J’ai été surpris d’apprendre qu’il y en avait encore, et j’ai commencé à les photographier en 2008 en créant une série de portraits de trois images chacun. Les femmes aux pieds bandés étaient physiquement handicapées par leurs pieds déformés, et elles ne pouvaient pas mener à bien leurs activités quotidiennes. Et ainsi les trois photos séparées retraduisaient la détérioration de leurs corps, offrant trois perspectives différentes.

Vingt femmes de 84 à 104 ans ont été photographiées à Lushan, dans la province du Henan. Cette ville est enfoncée profondément dans une zone de montagne, si profondément que j’ai crevé les quatre pneus de ma voiture en essayant de m’y rendre. Ce n’était pas un voyage facile. Toutes les femmes m’ont été recommandées par le bouche à oreille. L’une d’entre elles que j’ai essayé de photographier récemment est morte peu après que j’arrive chez elle. J’ai eu de la chance de tomber sur elles avant qu’elles ne disparaissent toutes, alors qu’elles sont si importantes pour l’histoire de la Chine.

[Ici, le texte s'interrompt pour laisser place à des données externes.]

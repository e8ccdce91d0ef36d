// JSON export of the full run report

use std::path::Path;

use racematch_recon::RunReport;

use crate::error::IoError;
use crate::publish::write_atomic;

/// Write the run report as pretty-printed JSON, atomically.
pub fn write_report(report: &RunReport, path: &Path) -> Result<(), IoError> {
    let json = report
        .to_json_pretty()
        .map_err(|e| IoError::write(path, e))?;
    write_atomic(path, |tmp| std::fs::write(tmp, json).map_err(|e| IoError::write(path, e)))
}
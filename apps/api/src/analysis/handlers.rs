use axum::extract::{Multipart, State};
use axum::Json;
use serde::{Deserialize, Serialize};
use tracing::info;

use crate::analysis::ingest::extract_resume;
use crate::analysis::prompts;
use crate::analysis::upload_store::ScopedUpload;
use crate::errors::AppError;
use crate::models::analysis::AnalysisKind;
use crate::state::AppState;

/// Response envelope shared by all three analysis endpoints. `summary` is
/// the raw generated text; structural validation happens on the client.
#[derive(Debug, Serialize, Deserialize)]
pub struct AnalyzeResponse {
    pub message: String,
    pub summary: String,
}

/// POST /api/analyzeResume
pub async fn handle_analyze_resume(
    State(state): State<AppState>,
    multipart: Multipart,
) -> Result<Json<AnalyzeResponse>, AppError> {
    run_analysis(state, multipart, AnalysisKind::CareerPath).await
}

/// POST /api/analyzeProgress
pub async fn handle_analyze_progress(
    State(state): State<AppState>,
    multipart: Multipart,
) -> Result<Json<AnalyzeResponse>, AppError> {
    run_analysis(state, multipart, AnalysisKind::Recommendations).await
}

/// POST /api/analyzeRecomendation
pub async fn handle_analyze_recomendation(
    State(state): State<AppState>,
    multipart: Multipart,
) -> Result<Json<AnalyzeResponse>, AppError> {
    run_analysis(state, multipart, AnalysisKind::JobMatches).await
}

/// The shared relay pipeline: ingest → temp-file staging → model call.
///
/// `ScopedUpload` guarantees the temp file is gone by the time this returns,
/// whether the adapter call succeeds or bails through `?`.
async fn run_analysis(
    state: AppState,
    mut multipart: Multipart,
    kind: AnalysisKind,
) -> Result<Json<AnalyzeResponse>, AppError> {
    let upload = extract_resume(&mut multipart).await?;

    info!(
        "Analyzing {} ({}, {} bytes) for {:?}",
        upload.file_name,
        upload.mime_type,
        upload.bytes.len(),
        kind
    );

    let staged = ScopedUpload::stage(&state.config.upload_dir, &upload.file_name, &upload.bytes)?;

    let summary = state
        .analyzer
        .analyze(
            staged.path(),
            &upload.mime_type,
            &upload.file_name,
            prompts::prompt_for(kind),
        )
        .await?;

    Ok(Json(AnalyzeResponse {
        message: "File uploaded and analyzed successfully.".to_string(),
        summary,
    }))
}
pub mod health;

use axum::{
    extract::DefaultBodyLimit,
    routing::{get, post},
    Router,
};

use crate::analysis::handlers;
use crate::analysis::ingest::MAX_UPLOAD_BYTES;
use crate::state::AppState;

pub fn build_router(state: AppState) -> Router {
    Router::new()
        .route("/health", get(health::health_handler))
        .route(
            "/api/analyzeResume",
            post(handlers::handle_analyze_resume),
        )
        .route(
            "/api/analyzeProgress",
            post(handlers::handle_analyze_progress),
        )
        .route(
            "/api/analyzeRecomendation",
            post(handlers::handle_analyze_recomendation),
        )
        // The 2 MiB file limit is enforced in ingest; the body limit only
        // needs headroom for multipart framing.
        .layer(DefaultBodyLimit::max(MAX_UPLOAD_BYTES + 1024 * 1024))
        .with_state(state)
}
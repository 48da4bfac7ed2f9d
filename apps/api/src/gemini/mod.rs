/// Gemini adapter — the single point of entry for all model calls in CareerLens.
///
/// ARCHITECTURAL RULE: No other module may call the Gemini API directly.
/// All model interactions MUST go through this module.
///
/// Each analysis is a two-step exchange: the resume file is pushed to the
/// Gemini file store, then referenced from a `generateContent` call together
/// with the per-endpoint prompt. Failures surface as-is; there is no retry.
use std::path::Path;

use async_trait::async_trait;
use reqwest::multipart::{Form, Part};
use reqwest::Client;
use serde::{Deserialize, Serialize};
use thiserror::Error;
use tracing::{debug, info};

const GEMINI_BASE_URL: &str = "https://generativelanguage.googleapis.com";
/// The model used for all analyses.
/// This is intentionally hardcoded to prevent accidental drift.
pub const MODEL: &str = "gemini-1.5-flash";

#[derive(Debug, Error)]
pub enum GeminiError {
    #[error("HTTP error: {0}")]
    Http(#[from] reqwest::Error),

    #[error("API error (status {status}): {message}")]
    Api { status: u16, message: String },

    #[error("File handling error: {0}")]
    Io(#[from] std::io::Error),

    #[error("Model returned no generated text")]
    EmptyContent,
}

/// Handle returned by the file-store upload; `uri` is what the generation
/// call references.
#[derive(Debug, Deserialize)]
#[serde(rename_all = "camelCase")]
pub struct UploadedFile {
    pub uri: String,
    pub mime_type: String,
    pub display_name: Option<String>,
}

#[derive(Debug, Deserialize)]
struct UploadFileResponse {
    file: UploadedFile,
}

#[derive(Debug, Serialize)]
struct GenerateContentRequest {
    contents: Vec<Content>,
}

#[derive(Debug, Serialize, Deserialize)]
struct Content {
    #[serde(skip_serializing_if = "Option::is_none")]
    role: Option<String>,
    parts: Vec<ContentPart>,
}

/// Untagged union of the part kinds we exchange with the model.
///
/// Variant order matters for `#[serde(untagged)]` decoding.
#[derive(Debug, Serialize, Deserialize)]
#[serde(untagged)]
enum ContentPart {
    Text {
        text: String,
    },
    FileData {
        #[serde(rename = "fileData")]
        file_data: FileData,
    },
}

#[derive(Debug, Serialize, Deserialize)]
#[serde(rename_all = "camelCase")]
struct FileData {
    mime_type: String,
    file_uri: String,
}

#[derive(Debug, Deserialize)]
struct GenerateContentResponse {
    #[serde(default)]
    candidates: Vec<Candidate>,
}

#[derive(Debug, Deserialize)]
struct Candidate {
    content: Content,
}

#[derive(Debug, Deserialize)]
struct GeminiApiError {
    error: GeminiApiErrorBody,
}

#[derive(Debug, Deserialize)]
struct GeminiApiErrorBody {
    message: String,
}

/// The model adapter seam. `AppState` carries `Arc<dyn ResumeAnalyzer>` so
/// handlers stay network-free under test.
#[async_trait]
pub trait ResumeAnalyzer: Send + Sync {
    /// Uploads the file at `path` and returns the raw generated text for
    /// `prompt`. The caller owns sanitization and parsing.
    async fn analyze(
        &self,
        path: &Path,
        mime_type: &str,
        display_name: &str,
        prompt: &str,
    ) -> Result<String, GeminiError>;
}

/// Production analyzer backed by the Gemini REST API.
#[derive(Clone)]
pub struct GeminiAnalyzer {
    client: Client,
    api_key: String,
}

impl GeminiAnalyzer {
    pub fn new(api_key: String) -> Self {
        Self {
            client: Client::builder()
                .timeout(std::time::Duration::from_secs(120))
                .build()
                .expect("Failed to build HTTP client"),
            api_key,
        }
    }

    /// Pushes the file into the Gemini file store with its MIME type and
    /// display name.
    async fn upload_file(
        &self,
        path: &Path,
        mime_type: &str,
        display_name: &str,
    ) -> Result<UploadedFile, GeminiError> {
        let bytes = tokio::fs::read(path).await?;

        let metadata = serde_json::json!({ "file": { "display_name": display_name } });
        let form = Form::new()
            .part(
                "metadata",
                Part::text(metadata.to_string())
                    .mime_str("application/json")
                    .map_err(GeminiError::Http)?,
            )
            .part(
                "file",
                Part::bytes(bytes)
                    .file_name(display_name.to_string())
                    .mime_str(mime_type)
                    .map_err(GeminiError::Http)?,
            );

        let response = self
            .client
            .post(format!(
                "{GEMINI_BASE_URL}/upload/v1beta/files?key={}",
                self.api_key
            ))
            .header("X-Goog-Upload-Protocol", "multipart")
            .multipart(form)
            .send()
            .await?;

        let response = check_status(response).await?;
        let uploaded: UploadFileResponse = response.json().await?;

        info!(
            "Uploaded file {} as: {}",
            uploaded.file.display_name.as_deref().unwrap_or(display_name),
            uploaded.file.uri
        );

        Ok(uploaded.file)
    }

    /// Issues the generation call referencing an uploaded file.
    async fn generate(&self, file: &UploadedFile, prompt: &str) -> Result<String, GeminiError> {
        let request_body = GenerateContentRequest {
            contents: vec![Content {
                role: Some("user".to_string()),
                parts: vec![
                    ContentPart::FileData {
                        file_data: FileData {
                            mime_type: file.mime_type.clone(),
                            file_uri: file.uri.clone(),
                        },
                    },
                    ContentPart::Text {
                        text: prompt.to_string(),
                    },
                ],
            }],
        };

        let response = self
            .client
            .post(format!(
                "{GEMINI_BASE_URL}/v1beta/models/{MODEL}:generateContent?key={}",
                self.api_key
            ))
            .json(&request_body)
            .send()
            .await?;

        let response = check_status(response).await?;
        let generated: GenerateContentResponse = response.json().await?;

        let text = generated
            .candidates
            .into_iter()
            .next()
            .map(|c| {
                c.content
                    .parts
                    .into_iter()
                    .filter_map(|p| match p {
                        ContentPart::Text { text } => Some(text),
                        ContentPart::FileData { .. } => None,
                    })
                    .collect::<Vec<_>>()
                    .join("")
            })
            .filter(|t| !t.is_empty())
            .ok_or(GeminiError::EmptyContent)?;

        debug!("Generation succeeded: {} chars", text.len());

        Ok(text)
    }
}

#[async_trait]
impl ResumeAnalyzer for GeminiAnalyzer {
    async fn analyze(
        &self,
        path: &Path,
        mime_type: &str,
        display_name: &str,
        prompt: &str,
    ) -> Result<String, GeminiError> {
        let uploaded = self.upload_file(path, mime_type, display_name).await?;
        self.generate(&uploaded, prompt).await
    }
}

/// Maps a non-success response to `GeminiError::Api`, extracting the API
/// error message when the body carries one.
async fn check_status(response: reqwest::Response) -> Result<reqwest::Response, GeminiError> {
    let status = response.status();
    if status.is_success() {
        return Ok(response);
    }

    let body = response.text().await.unwrap_or_default();
    let message = serde_json::from_str::<GeminiApiError>(&body)
        .map(|e| e.error.message)
        .unwrap_or(body);

    Err(GeminiError::Api {
        status: status.as_u16(),
        message,
    })
}
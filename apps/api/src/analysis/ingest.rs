//! Multipart ingest for the analysis endpoints.
//!
//! Exactly one file field named `resume` is accepted. The MIME type is
//! checked from the field headers before any bytes are buffered, so a
//! disallowed type never touches memory or disk.

use axum::extract::Multipart;
use bytes::Bytes;

use crate::errors::AppError;

pub const MAX_UPLOAD_BYTES: usize = 2 * 1024 * 1024;

pub const MIME_PDF: &str = "application/pdf";
pub const MIME_DOCX: &str =
    "application/vnd.openxmlformats-officedocument.wordprocessingml.document";

const ALLOWED_MIME_TYPES: [&str; 2] = [MIME_PDF, MIME_DOCX];

/// A validated resume upload, buffered in memory.
#[derive(Debug, Clone)]
pub struct ResumeUpload {
    pub file_name: String,
    pub mime_type: String,
    pub bytes: Bytes,
}

/// Pulls the `resume` field out of the multipart body and validates it.
///
/// Unknown fields are drained and ignored. Errors: missing field → 400,
/// disallowed MIME type → 400, larger than 2 MiB → 400.
pub async fn extract_resume(multipart: &mut Multipart) -> Result<ResumeUpload, AppError> {
    while let Some(field) = multipart.next_field().await? {
        if field.name() != Some("resume") {
            continue;
        }

        let mime_type = field.content_type().unwrap_or_default().to_string();
        if !ALLOWED_MIME_TYPES.contains(&mime_type.as_str()) {
            return Err(AppError::Validation(
                "Only PDF and DOCX files are allowed.".to_string(),
            ));
        }

        let file_name = field.file_name().unwrap_or("resume").to_string();
        let bytes = field.bytes().await?;

        if bytes.len() > MAX_UPLOAD_BYTES {
            return Err(AppError::Validation(
                "File exceeds the 2 MiB size limit.".to_string(),
            ));
        }

        return Ok(ResumeUpload {
            file_name,
            mime_type,
            bytes,
        });
    }

    Err(AppError::MissingFile)
}
//! Headless client flows: staging an uploaded resume and driving the three
//! analysis pages. Rendering stays with the UI layer; these modules only
//! produce the typed view models it consumes.

pub mod pages;
pub mod staging;
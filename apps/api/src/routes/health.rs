use axum::Json;
use serde_json::{json, Value};

/// GET /health
/// Returns a simple status object with service version.
pub async fn health_handler() -> Json<Value> {
    Json(json!({
        "status": "ok",
        "version": env!("CARGO_PKG_VERSION"),
        "service": "careerlens-api"
    }))
}
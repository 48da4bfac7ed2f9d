pub mod handlers;
pub mod ingest;
pub mod prompts;
pub mod upload_store;
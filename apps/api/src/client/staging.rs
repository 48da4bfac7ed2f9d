//! Client-side staging of an uploaded resume.
//!
//! The selected file is captured once, encoded as a data URI, and handed to
//! the next page as an explicit value. This replaces the old implicit
//! session-storage channel: whoever navigates owns the handoff.

use base64::Engine;
use serde::{Deserialize, Serialize};
use thiserror::Error;

#[derive(Debug, Error)]
pub enum StagingError {
    #[error("Staged content is not a base64 data URI")]
    MalformedDataUri,

    #[error("Invalid base64 payload: {0}")]
    Base64(#[from] base64::DecodeError),
}

/// The staged representation of the user's uploaded file, held only for the
/// duration of one navigation. Overwritten by the next upload.
#[derive(Debug, Clone, Serialize, Deserialize)]
pub struct StagedResume {
    pub name: String,
    #[serde(rename = "type")]
    pub mime_type: String,
    #[serde(rename = "size")]
    pub size_bytes: usize,
    /// `data:<mime>;base64,<payload>` URI over the file bytes.
    pub content: String,
}

impl StagedResume {
    /// Encodes a freshly selected file for the cross-page handoff.
    pub fn from_bytes(name: &str, mime_type: &str, bytes: &[u8]) -> Self {
        let payload = base64::engine::general_purpose::STANDARD.encode(bytes);
        Self {
            name: name.to_string(),
            mime_type: mime_type.to_string(),
            size_bytes: bytes.len(),
            content: format!("data:{mime_type};base64,{payload}"),
        }
    }

    /// Reconstructs the original file bytes from the data URI.
    pub fn decode(&self) -> Result<Vec<u8>, StagingError> {
        let payload = self
            .content
            .strip_prefix("data:")
            .and_then(|rest| rest.split_once(";base64,"))
            .map(|(_, payload)| payload)
            .ok_or(StagingError::MalformedDataUri)?;
        Ok(base64::engine::general_purpose::STANDARD.decode(payload)?)
    }
}

#[cfg(test)]
mod tests {
    use super::*;

    #[test]
    fn test_staging_round_trip() {
        let bytes = b"%PDF-1.4 sample resume bytes";
        let staged = StagedResume::from_bytes("resume.pdf", "application/pdf", bytes);

        assert_eq!(staged.name, "resume.pdf");
        assert_eq!(staged.size_bytes, bytes.len());
        assert!(staged.content.starts_with("data:application/pdf;base64,"));
        assert_eq!(staged.decode().unwrap(), bytes);
    }

    #[test]
    fn test_decode_rejects_non_data_uri() {
        let staged = StagedResume {
            name: "resume.pdf".to_string(),
            mime_type: "application/pdf".to_string(),
            size_bytes: 4,
            content: "not a data uri".to_string(),
        };
        assert!(matches!(
            staged.decode(),
            Err(StagingError::MalformedDataUri)
        ));
    }
}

Qu’avez-vous découvert sur elles en faisant ce travail ?

Une chose que j’ai notée est la relation entre la taille des pieds et l’âge des femmes. Les plus vieilles ont de plus petits pieds. La plus jeune du groupe, âgée de 84 ans, a de plus grands pieds parce qu’ils ont été bandés dès l’âge de trois ans mais libérés ensuite au fur et à mesure que la tradition s’éteignait au début du vingtième siècle. Le relâchement a permis une croissance modérée.

Quelle femme vous a impressionnée le plus ?

Certaines femmes ne peuvent se tenir avec assurance sur leurs pieds, et elles ont en général des gens plus jeunes à leur côté qui les aident et les protègent. Mon portrait favori est celui de Xuizhen Li, qui souffre de ce problème et est aveugle d’un œil. Elle est très gentille, optimiste, et gracieuse, et elle a une grande famille avec de nombreux petits enfants. Elle est heureuse de son existence et continue à participer autant qu’elle le peut au bien de sa famille, ce qui inclut les travaux des champs. La force de son instinct maternel et des sacrifices qu’elle a accompli pour les siens peut se ressentir facilement. Elle a connu beaucoup de temps difficiles, notamment la guerre. Je l’admire.

Pouvez-vous nous raconter l’histoire des pieds bandés ?
Les livres d’histoire nous apprennent qu’ils existent depuis la dynastie Tang, il y a plus de mille ans. Ils étaient considérés comme beaux, et aphrodisiaques. C’était aussi un moyen pour les hommes de contrôler leurs femmes, en les piégeant chez elles, sans qu’elles aient les moyens de se déplacer. Il était convenu de tous que, parce qu’elles ne pouvaient pas bouger, leur appétit sexuel augmentait. Et marcher comme elles le faisaient avec leurs pieds bandés était également censé exciter les femmes.
Beaucoup de familles aristocratiques dans le passé ne permettaient pas à leurs filles aux pieds bandées de quitter la maison. Elles restaient dans leurs chambres, dans les étages, et n’étaient même pas autorisées à recevoir les invités.

Pourquoi avez-vous décidé de vous intéresser à ce sujet ?

Je voulais montrer aux spectateurs les vies incroyablement riches que ces femmes ont pu mener malgré leur handicap. Elles ont beaucoup souffert de la tradition, qui les a mutilées. La plupart d’entre elles n’ont pas été traitées justement par leur communauté alors qu’elles grandissaient. Ce projet est pris dans cette histoire et critique cette tradition.

J’ai senti également qu’il était important d’enregistrer les traces de la dernière génération de femmes aux pieds bandés alors qu’elles sont en train de disparaître.

Pouvez-vous nous parler de vos futurs projets ?

La prochaine série que je vais faire portera sur les gens qui vivent dans des grottes. Il y a six provinces sur le parcours du Fleuve jaune (Huang He) où des communautés vivent dans des maisons fabriquées dans des grottes avec de la boue. Les maisons sont creusées à travers les collines.